Two of China’s reigning stars play the lead roles in this formulaic love story, which features characters suffering from alcoholism, muteness, blindness, autism and early onset dementia.
In traditional Hollywood fashion, the main protagonists meet cute, in this case when Li Peiru (Shu Qi), a beautiful real-estate agent, gets drunk at a karaoke bar and throws up on Fang Zhendong (Liu Ye), a principled, lonely cop. Not only does he take her home and pour her into bed, he also leaves a note warning her of the dangers of alcohol and reminding her that he owes her money for a cab.
As formula would have it, they meet again, and Zhendong quickly falls for the flirtatious Peiru despite the fact that she’s having a tortuous affair with a married man who she hopes will further her career.
As the relationship sputters along in would-be adorable fashion, we are introduced to such characters as Zhendong’s autistic brother, who makes his living handing out flyers while dressed in a silly animal costume, and the brother’s mute girlfriend. Then, as Peiru gradually abandons her materialistic values and falls in love with the good hearted Zhendong, it becomes apparent that he is suffering from a disease that is robbing him of his mental faculties.

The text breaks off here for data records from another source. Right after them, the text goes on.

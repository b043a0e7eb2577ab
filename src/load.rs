//! Example discovery and record assembly.
//!
//! Turns a directory of YAML example definitions into a sorted list of
//! [`CodeExample`] records:
//!
//! ```text
//! list files → read → parse YAML → title/prompt gate → normalize fields
//!            → resolve poster → assemble → sort by title
//! ```
//!
//! ## Failure policy
//!
//! Each file stands alone. A file that cannot be read, does not parse, is not a
//! mapping, or lacks a usable title or prompt contributes nothing and the load
//! carries on. Those skips are logged at `debug` and collected in
//! [`LoadReport::skipped`], but [`load_examples`] never turns them into
//! errors. Only failing to list the examples root aborts the call.
//!
//! ## Identity
//!
//! The record id is the file name minus `.yaml` / `.yml`. An `id` key inside
//! the document does not change it; a disagreement is only reported in
//! [`LoadReport::id_mismatches`].
//!
//! ## Ordering
//!
//! Files are processed in parallel and the results merged afterwards, so
//! enumeration order never leaks into the output. The final order is
//! root-locale collation ([`TitleCollator`]) on the title, with the id as
//! tie-breaker.

use crate::collation::{CollationError, TitleCollator};
use crate::config::{self, ConfigError, GalleryConfig};
use crate::discover::{ExampleSource, FsSource, SourceError};
use crate::normalize;
use crate::poster::{self, LocalPosters, PosterLookup};
use crate::types::CodeExample;
use rayon::prelude::*;
use serde_yaml::Value;
use std::fmt;
use std::path::{Path, PathBuf};
use thiserror::Error;
use tracing::{debug, info};

#[derive(Error, Debug)]
pub enum LoadError {
    #[error("Config error: {0}")]
    Config(#[from] ConfigError),
    #[error(transparent)]
    Source(#[from] SourceError),
    #[error(transparent)]
    Collation(#[from] CollationError),
}

/// Why a candidate file produced no record.
#[derive(Debug, Clone, PartialEq, Eq)]
pub enum SkipReason {
    Read(String),
    Parse(String),
    NotAMapping,
    MissingTitle,
    MissingPrompt,
}

impl fmt::Display for SkipReason {
    fn fmt(&self, f: &mut fmt::Formatter<'_>) -> fmt::Result {
        match self {
            SkipReason::Read(e) => write!(f, "unreadable: {e}"),
            SkipReason::Parse(e) => write!(f, "invalid YAML: {e}"),
            SkipReason::NotAMapping => write!(f, "document is not a mapping"),
            SkipReason::MissingTitle => write!(f, "no string `title` or `name`"),
            SkipReason::MissingPrompt => write!(f, "no string `prompt`"),
        }
    }
}

/// A candidate file that was left out of the result.
#[derive(Debug, Clone, PartialEq, Eq)]
pub struct Skipped {
    pub path: PathBuf,
    pub reason: SkipReason,
}

/// A document whose in-body `id` differs from its file-derived id.
#[derive(Debug, Clone, PartialEq, Eq)]
pub struct IdMismatch {
    pub path: PathBuf,
    pub declared: String,
    pub id: String,
}

/// Everything a load produced, including what it left out.
#[derive(Debug, Default)]
pub struct LoadReport {
    /// Records sorted by title.
    pub examples: Vec<CodeExample>,
    /// Files skipped, in enumeration order.
    pub skipped: Vec<Skipped>,
    pub id_mismatches: Vec<IdMismatch>,
}

struct Built {
    example: CodeExample,
    mismatch: Option<IdMismatch>,
}

/// Load, validate, and sort all examples from `source`.
///
/// Per-file problems are skipped silently; see the [module docs](self).
pub fn load_examples(
    source: &dyn ExampleSource,
    posters: &dyn PosterLookup,
    config: &GalleryConfig,
) -> Result<Vec<CodeExample>, LoadError> {
    Ok(load_report(source, posters, config)?.examples)
}

/// Like [`load_examples`], but also returns the skipped files.
pub fn load_report(
    source: &dyn ExampleSource,
    posters: &dyn PosterLookup,
    config: &GalleryConfig,
) -> Result<LoadReport, LoadError> {
    let paths = source.list()?;

    let outcomes: Vec<Result<Built, Skipped>> = paths
        .par_iter()
        .map(|path| load_one(path, source, posters, config))
        .collect();

    let mut report = LoadReport::default();
    for outcome in outcomes {
        match outcome {
            Ok(built) => {
                report.examples.push(built.example);
                report.id_mismatches.extend(built.mismatch);
            }
            Err(skipped) => {
                debug!(path = %skipped.path.display(), reason = %skipped.reason, "skipping example file");
                report.skipped.push(skipped);
            }
        }
    }

    sort_examples(&mut report.examples)?;

    info!(
        loaded = report.examples.len(),
        skipped = report.skipped.len(),
        "loaded examples"
    );
    Ok(report)
}

/// Load examples from a site root, reading `gallery.toml` if present.
pub fn load(site_root: &Path) -> Result<LoadReport, LoadError> {
    let config = config::load_config(site_root)?;
    load_with_config(site_root, &config)
}

/// Load examples using the filesystem layout described by `config`.
pub fn load_with_config(site_root: &Path, config: &GalleryConfig) -> Result<LoadReport, LoadError> {
    let source = FsSource::with_exclusions(
        config.examples_dir(site_root),
        config.exclude_dirs.clone(),
    );
    let posters = LocalPosters::new(config.posters_path(site_root));
    load_report(&source, &posters, config)
}

/// Sort records by title (root-locale collation), then id.
pub fn sort_examples(examples: &mut [CodeExample]) -> Result<(), CollationError> {
    let collator = TitleCollator::new()?;
    examples.sort_by(|a, b| {
        collator
            .compare(&a.title, &b.title)
            .then_with(|| a.id.cmp(&b.id))
    });
    Ok(())
}

fn load_one(
    path: &Path,
    source: &dyn ExampleSource,
    posters: &dyn PosterLookup,
    config: &GalleryConfig,
) -> Result<Built, Skipped> {
    let skip = |reason: SkipReason| Skipped {
        path: path.to_path_buf(),
        reason,
    };

    let text = source
        .read(path)
        .map_err(|e| skip(SkipReason::Read(e.to_string())))?;
    let raw: Value =
        serde_yaml::from_str(&text).map_err(|e| skip(SkipReason::Parse(e.to_string())))?;

    let id = normalize::slug_from_path(path);
    let example = build_example(&id, &raw, posters, config).map_err(skip)?;

    let mismatch = normalize::declared_id(&raw)
        .filter(|declared| *declared != id)
        .map(|declared| IdMismatch {
            path: path.to_path_buf(),
            declared: declared.to_string(),
            id: id.clone(),
        });

    Ok(Built { example, mismatch })
}

/// Assemble one record from a parsed document.
///
/// Applies the title/prompt gate first; no partial record is ever built.
pub fn build_example(
    id: &str,
    raw: &Value,
    posters: &dyn PosterLookup,
    config: &GalleryConfig,
) -> Result<CodeExample, SkipReason> {
    if !raw.is_mapping() {
        return Err(SkipReason::NotAMapping);
    }
    let title = normalize::resolve_title(raw).ok_or(SkipReason::MissingTitle)?;
    let prompt = normalize::resolve_prompt(raw).ok_or(SkipReason::MissingPrompt)?;

    Ok(CodeExample {
        id: id.to_string(),
        title,
        prompt,
        poster: poster::resolve_poster(id, posters, config),
        iframe_url: poster::iframe_url(id, config),
        tags: normalize::tags(raw).unwrap_or_default(),
        camera: normalize::device_flag(raw, "camera"),
        microphone: normalize::device_flag(raw, "microphone"),
    })
}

Considering that director Lau (the Infernal Affairs trilogy) is also a renowned cinematographer, the film not surprisingly looks gorgeous. The romantic convolutions occur in a Beijing that sparkles like a neon-lit urban wonderland. And the two leads have charm and charisma to spare. They invest their broadly written characters with subtle and comic grace notes that nearly, but not quite, compensate for the screenplay’s endless contrivances.
By the time Zhendong falls into a coma after getting clubbed in the head while pursuing a suspect, even the most indulgent audiences will have given up on the melodramatic plot convolutions that would have embarrassed even 1940’s Warner Brothers.